═════ DATASET EXCERPTS ═════
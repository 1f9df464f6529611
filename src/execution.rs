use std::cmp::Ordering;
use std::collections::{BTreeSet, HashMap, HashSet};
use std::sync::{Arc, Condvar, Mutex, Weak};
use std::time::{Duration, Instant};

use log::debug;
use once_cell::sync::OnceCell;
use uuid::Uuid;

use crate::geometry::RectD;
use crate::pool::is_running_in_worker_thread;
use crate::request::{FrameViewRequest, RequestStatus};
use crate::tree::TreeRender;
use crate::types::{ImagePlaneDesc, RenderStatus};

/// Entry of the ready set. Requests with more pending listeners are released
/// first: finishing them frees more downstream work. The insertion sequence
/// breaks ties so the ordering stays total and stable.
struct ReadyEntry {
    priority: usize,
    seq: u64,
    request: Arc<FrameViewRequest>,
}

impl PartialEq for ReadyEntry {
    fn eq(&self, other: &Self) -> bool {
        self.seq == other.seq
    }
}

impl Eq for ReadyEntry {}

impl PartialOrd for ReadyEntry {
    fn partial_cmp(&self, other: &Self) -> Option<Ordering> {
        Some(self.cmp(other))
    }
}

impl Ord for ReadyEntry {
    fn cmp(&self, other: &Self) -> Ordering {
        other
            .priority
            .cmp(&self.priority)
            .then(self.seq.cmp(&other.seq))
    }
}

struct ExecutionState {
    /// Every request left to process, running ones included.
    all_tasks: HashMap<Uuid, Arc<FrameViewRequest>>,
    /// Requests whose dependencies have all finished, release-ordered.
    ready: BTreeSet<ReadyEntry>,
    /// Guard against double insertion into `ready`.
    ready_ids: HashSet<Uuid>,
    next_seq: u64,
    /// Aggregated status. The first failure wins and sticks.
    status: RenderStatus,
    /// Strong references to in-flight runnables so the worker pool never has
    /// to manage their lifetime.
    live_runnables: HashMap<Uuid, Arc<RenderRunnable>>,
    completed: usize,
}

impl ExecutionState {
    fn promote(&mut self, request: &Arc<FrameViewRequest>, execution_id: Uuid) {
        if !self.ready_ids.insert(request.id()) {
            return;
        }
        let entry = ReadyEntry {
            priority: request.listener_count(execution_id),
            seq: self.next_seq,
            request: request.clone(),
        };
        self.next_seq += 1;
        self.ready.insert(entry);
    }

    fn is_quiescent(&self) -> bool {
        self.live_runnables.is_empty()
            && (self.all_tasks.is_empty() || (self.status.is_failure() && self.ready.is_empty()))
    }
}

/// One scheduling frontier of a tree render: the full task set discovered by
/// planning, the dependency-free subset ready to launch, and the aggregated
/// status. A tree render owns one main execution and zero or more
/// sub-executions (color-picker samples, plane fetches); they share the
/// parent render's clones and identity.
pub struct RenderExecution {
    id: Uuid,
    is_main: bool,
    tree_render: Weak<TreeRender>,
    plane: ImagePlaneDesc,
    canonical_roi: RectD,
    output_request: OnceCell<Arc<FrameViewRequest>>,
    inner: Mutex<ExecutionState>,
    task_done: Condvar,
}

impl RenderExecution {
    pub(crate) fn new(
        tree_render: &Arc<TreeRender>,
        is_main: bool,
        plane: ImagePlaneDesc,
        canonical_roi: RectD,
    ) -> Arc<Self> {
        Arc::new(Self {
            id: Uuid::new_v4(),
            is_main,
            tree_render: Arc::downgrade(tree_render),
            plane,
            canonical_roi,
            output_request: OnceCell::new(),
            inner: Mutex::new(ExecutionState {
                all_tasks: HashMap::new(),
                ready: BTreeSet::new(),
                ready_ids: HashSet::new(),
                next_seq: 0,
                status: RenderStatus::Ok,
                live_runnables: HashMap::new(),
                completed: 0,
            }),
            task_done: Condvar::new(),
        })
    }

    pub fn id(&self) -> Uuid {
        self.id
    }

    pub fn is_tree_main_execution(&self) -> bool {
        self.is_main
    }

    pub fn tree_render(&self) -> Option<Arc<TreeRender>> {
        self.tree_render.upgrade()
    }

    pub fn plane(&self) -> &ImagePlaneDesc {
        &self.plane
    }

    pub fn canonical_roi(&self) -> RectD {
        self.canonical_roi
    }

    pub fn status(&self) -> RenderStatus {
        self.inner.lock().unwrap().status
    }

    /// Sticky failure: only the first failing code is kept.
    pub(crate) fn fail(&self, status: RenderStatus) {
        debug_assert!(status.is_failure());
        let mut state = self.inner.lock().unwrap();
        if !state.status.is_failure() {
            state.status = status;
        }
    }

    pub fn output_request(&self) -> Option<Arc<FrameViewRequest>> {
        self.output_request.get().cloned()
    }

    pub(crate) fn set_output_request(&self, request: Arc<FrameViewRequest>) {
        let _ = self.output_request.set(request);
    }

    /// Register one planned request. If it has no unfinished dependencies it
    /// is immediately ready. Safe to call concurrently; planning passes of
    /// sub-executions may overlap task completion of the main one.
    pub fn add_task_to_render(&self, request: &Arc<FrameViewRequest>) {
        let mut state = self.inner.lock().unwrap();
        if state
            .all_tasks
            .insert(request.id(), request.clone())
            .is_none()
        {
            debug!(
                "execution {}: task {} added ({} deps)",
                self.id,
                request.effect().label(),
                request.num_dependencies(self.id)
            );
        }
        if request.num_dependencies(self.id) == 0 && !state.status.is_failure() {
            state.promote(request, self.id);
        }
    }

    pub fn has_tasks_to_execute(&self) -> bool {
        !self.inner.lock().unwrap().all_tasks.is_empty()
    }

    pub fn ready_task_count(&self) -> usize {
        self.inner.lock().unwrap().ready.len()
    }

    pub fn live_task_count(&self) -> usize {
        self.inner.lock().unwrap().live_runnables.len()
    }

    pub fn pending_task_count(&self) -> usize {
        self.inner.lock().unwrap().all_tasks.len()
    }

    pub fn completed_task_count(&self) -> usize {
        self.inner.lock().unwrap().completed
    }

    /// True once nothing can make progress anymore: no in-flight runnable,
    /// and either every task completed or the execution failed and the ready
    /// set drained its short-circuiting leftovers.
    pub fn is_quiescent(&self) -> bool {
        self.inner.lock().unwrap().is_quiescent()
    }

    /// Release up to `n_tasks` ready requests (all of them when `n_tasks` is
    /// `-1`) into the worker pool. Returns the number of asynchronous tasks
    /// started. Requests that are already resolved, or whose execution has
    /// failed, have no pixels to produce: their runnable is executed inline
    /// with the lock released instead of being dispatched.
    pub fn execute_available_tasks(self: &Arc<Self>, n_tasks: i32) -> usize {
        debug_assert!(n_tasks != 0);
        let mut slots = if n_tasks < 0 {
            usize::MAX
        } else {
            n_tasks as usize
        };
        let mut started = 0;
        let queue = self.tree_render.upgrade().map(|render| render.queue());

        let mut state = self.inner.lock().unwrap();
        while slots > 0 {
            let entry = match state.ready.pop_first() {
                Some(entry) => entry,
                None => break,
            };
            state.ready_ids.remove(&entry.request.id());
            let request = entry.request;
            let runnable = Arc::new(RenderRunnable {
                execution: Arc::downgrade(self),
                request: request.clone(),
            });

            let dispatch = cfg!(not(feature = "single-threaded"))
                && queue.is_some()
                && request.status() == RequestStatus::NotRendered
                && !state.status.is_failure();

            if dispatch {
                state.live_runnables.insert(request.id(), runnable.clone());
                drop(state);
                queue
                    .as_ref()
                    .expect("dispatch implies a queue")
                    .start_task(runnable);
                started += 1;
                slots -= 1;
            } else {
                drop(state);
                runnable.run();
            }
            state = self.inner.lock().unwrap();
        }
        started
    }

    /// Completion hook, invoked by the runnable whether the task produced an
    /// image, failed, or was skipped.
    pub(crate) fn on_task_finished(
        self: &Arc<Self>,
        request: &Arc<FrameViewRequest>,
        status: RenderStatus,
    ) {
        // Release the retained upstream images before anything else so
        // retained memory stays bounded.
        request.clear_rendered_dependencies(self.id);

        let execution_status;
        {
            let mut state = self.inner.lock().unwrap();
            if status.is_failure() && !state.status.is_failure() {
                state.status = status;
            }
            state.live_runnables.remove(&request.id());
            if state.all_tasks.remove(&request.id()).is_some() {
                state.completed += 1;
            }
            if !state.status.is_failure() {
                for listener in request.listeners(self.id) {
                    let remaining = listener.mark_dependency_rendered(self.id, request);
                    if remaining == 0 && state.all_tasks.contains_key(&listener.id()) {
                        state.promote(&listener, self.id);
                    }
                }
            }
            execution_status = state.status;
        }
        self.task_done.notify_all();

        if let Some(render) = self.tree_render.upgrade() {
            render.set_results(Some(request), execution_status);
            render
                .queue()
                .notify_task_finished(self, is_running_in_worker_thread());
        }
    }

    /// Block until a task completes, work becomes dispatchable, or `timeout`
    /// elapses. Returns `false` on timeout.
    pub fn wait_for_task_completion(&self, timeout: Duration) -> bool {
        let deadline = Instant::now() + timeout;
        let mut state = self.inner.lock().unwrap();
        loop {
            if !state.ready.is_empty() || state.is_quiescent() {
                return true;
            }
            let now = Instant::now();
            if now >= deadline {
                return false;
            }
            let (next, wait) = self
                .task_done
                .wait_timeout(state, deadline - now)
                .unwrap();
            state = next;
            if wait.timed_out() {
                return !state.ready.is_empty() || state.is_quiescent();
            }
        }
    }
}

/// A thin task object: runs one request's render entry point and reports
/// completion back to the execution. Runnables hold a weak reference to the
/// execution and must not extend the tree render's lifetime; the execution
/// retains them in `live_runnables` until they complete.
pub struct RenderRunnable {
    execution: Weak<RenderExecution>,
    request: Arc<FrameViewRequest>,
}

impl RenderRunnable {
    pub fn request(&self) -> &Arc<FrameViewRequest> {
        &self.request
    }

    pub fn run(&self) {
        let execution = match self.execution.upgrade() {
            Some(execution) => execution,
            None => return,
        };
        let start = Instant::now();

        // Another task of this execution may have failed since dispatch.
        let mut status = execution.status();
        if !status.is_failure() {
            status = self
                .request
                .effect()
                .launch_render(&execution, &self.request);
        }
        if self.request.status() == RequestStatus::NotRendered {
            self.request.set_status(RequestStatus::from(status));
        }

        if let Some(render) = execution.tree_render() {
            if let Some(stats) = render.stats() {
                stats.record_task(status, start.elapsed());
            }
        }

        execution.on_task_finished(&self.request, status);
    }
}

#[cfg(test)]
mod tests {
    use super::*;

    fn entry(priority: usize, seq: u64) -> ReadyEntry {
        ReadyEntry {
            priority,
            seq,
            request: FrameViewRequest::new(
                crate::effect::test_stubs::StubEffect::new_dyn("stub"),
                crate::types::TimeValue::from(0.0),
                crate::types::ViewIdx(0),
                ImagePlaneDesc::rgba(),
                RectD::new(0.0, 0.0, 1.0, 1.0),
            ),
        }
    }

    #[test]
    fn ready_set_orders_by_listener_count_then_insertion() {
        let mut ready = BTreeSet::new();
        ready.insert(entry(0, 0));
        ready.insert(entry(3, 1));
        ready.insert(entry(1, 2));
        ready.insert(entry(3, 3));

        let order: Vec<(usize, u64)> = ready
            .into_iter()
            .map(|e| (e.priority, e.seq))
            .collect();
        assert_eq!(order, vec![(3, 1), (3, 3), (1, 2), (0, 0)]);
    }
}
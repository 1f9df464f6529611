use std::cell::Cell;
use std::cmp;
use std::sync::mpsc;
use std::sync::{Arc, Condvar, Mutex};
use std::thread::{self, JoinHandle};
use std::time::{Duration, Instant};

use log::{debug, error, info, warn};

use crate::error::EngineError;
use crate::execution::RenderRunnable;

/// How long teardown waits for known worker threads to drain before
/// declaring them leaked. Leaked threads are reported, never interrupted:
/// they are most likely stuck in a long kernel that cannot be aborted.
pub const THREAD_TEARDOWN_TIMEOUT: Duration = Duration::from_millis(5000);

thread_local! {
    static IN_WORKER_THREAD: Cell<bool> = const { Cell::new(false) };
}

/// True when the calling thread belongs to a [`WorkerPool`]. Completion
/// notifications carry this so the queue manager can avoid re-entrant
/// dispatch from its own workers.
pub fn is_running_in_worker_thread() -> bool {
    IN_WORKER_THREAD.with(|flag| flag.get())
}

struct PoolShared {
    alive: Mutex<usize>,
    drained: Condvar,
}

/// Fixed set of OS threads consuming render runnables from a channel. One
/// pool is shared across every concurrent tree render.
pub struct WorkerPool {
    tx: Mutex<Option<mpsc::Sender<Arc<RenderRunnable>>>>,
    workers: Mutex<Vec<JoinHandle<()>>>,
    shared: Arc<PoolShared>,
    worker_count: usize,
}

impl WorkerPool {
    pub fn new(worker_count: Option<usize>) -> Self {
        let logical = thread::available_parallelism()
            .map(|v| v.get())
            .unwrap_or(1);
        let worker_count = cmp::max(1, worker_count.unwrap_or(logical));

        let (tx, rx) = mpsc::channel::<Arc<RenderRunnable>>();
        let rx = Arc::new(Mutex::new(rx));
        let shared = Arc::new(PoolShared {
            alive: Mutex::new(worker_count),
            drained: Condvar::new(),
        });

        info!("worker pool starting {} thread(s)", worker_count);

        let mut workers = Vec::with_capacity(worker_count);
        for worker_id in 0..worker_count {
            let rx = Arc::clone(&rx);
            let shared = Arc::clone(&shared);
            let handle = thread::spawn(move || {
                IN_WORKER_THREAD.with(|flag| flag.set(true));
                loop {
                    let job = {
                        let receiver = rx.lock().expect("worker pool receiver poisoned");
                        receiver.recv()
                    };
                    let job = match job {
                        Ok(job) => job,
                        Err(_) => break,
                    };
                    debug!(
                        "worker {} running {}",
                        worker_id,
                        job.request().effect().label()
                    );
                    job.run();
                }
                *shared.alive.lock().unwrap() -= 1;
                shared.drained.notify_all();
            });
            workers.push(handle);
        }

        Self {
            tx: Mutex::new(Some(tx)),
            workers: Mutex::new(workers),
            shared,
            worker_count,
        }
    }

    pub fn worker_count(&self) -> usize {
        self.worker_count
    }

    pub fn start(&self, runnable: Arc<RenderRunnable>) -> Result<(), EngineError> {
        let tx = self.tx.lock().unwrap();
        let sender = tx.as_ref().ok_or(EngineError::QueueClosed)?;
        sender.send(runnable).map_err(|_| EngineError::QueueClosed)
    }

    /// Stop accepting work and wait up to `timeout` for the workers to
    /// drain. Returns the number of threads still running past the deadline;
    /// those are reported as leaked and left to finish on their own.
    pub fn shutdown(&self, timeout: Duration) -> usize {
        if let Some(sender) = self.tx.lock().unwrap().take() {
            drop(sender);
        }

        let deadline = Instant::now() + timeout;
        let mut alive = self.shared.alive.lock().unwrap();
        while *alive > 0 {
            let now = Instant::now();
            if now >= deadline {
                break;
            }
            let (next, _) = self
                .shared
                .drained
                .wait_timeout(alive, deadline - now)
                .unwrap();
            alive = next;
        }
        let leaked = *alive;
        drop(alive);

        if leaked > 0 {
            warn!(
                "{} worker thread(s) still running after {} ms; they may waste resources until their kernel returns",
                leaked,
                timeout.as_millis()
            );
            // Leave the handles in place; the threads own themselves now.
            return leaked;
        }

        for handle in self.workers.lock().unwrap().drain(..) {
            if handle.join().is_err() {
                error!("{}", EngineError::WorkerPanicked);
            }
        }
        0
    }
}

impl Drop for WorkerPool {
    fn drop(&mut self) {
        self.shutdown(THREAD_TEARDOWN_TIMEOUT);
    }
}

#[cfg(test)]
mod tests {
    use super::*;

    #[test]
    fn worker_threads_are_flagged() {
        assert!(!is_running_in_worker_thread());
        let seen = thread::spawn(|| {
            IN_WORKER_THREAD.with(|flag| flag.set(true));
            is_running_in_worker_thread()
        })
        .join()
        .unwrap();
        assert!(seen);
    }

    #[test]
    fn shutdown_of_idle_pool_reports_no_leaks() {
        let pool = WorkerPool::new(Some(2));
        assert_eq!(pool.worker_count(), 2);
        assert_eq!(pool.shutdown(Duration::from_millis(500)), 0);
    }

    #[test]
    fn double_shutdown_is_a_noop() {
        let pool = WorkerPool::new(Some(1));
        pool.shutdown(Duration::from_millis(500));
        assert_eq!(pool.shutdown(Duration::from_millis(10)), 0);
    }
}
═════
PROMPT:
Pull out every line of the records that includes the string "const".

ANSWER FOR THIS EXERCISE:
pub const THREAD_TEARDOWN_TIMEOUT: Duration = Duration::from_millis(5000);
    static IN_WORKER_THREAD: Cell<bool> = const { Cell::new(false) };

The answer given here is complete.